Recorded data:

***

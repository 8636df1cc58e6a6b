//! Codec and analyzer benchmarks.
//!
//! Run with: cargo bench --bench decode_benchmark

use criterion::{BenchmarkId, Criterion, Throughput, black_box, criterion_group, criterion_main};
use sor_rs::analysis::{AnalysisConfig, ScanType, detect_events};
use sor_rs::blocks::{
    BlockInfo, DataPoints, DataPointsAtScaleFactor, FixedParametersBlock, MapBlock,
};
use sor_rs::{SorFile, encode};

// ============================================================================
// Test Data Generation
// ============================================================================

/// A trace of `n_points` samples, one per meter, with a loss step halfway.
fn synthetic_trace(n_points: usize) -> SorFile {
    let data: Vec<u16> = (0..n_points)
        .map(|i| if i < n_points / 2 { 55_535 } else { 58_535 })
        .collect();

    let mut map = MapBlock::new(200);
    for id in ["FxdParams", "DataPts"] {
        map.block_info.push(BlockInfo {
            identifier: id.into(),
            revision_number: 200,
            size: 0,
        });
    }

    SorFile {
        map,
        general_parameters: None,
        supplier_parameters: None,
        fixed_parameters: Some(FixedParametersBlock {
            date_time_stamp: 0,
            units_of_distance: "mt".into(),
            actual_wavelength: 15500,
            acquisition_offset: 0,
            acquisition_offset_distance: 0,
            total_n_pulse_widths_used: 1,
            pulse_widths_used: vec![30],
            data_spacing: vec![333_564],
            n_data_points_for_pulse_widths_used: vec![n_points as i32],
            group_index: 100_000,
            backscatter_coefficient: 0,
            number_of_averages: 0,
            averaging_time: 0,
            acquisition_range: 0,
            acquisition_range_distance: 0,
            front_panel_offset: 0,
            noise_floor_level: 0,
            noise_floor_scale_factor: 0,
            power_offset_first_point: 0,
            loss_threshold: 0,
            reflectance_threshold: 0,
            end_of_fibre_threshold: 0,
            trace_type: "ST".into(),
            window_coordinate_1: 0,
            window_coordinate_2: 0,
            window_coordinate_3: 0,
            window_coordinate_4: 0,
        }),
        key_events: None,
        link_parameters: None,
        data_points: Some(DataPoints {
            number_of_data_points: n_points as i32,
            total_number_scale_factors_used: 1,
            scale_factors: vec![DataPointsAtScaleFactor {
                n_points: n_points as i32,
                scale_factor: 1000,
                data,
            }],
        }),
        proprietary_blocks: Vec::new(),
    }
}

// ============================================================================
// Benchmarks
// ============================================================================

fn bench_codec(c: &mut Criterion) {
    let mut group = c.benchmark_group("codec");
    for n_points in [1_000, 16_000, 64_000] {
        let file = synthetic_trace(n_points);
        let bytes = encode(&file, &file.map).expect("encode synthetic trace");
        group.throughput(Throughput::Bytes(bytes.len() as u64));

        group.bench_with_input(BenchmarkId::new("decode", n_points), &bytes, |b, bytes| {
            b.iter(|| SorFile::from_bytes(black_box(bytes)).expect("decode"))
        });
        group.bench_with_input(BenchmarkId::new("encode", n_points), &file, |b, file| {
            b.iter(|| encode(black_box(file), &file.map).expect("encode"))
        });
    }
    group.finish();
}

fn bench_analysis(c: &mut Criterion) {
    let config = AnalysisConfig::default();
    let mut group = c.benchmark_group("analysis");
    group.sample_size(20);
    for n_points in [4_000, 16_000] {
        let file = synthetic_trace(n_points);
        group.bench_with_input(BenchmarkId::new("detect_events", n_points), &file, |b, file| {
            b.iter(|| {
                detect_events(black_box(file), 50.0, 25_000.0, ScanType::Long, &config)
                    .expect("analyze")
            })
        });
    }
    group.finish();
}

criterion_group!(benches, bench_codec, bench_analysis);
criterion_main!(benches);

***

Each line of the records with the word "None" in it is to be copied.

**Result below:**
        general_parameters: None,
        supplier_parameters: None,
        key_events: None,
        link_parameters: None,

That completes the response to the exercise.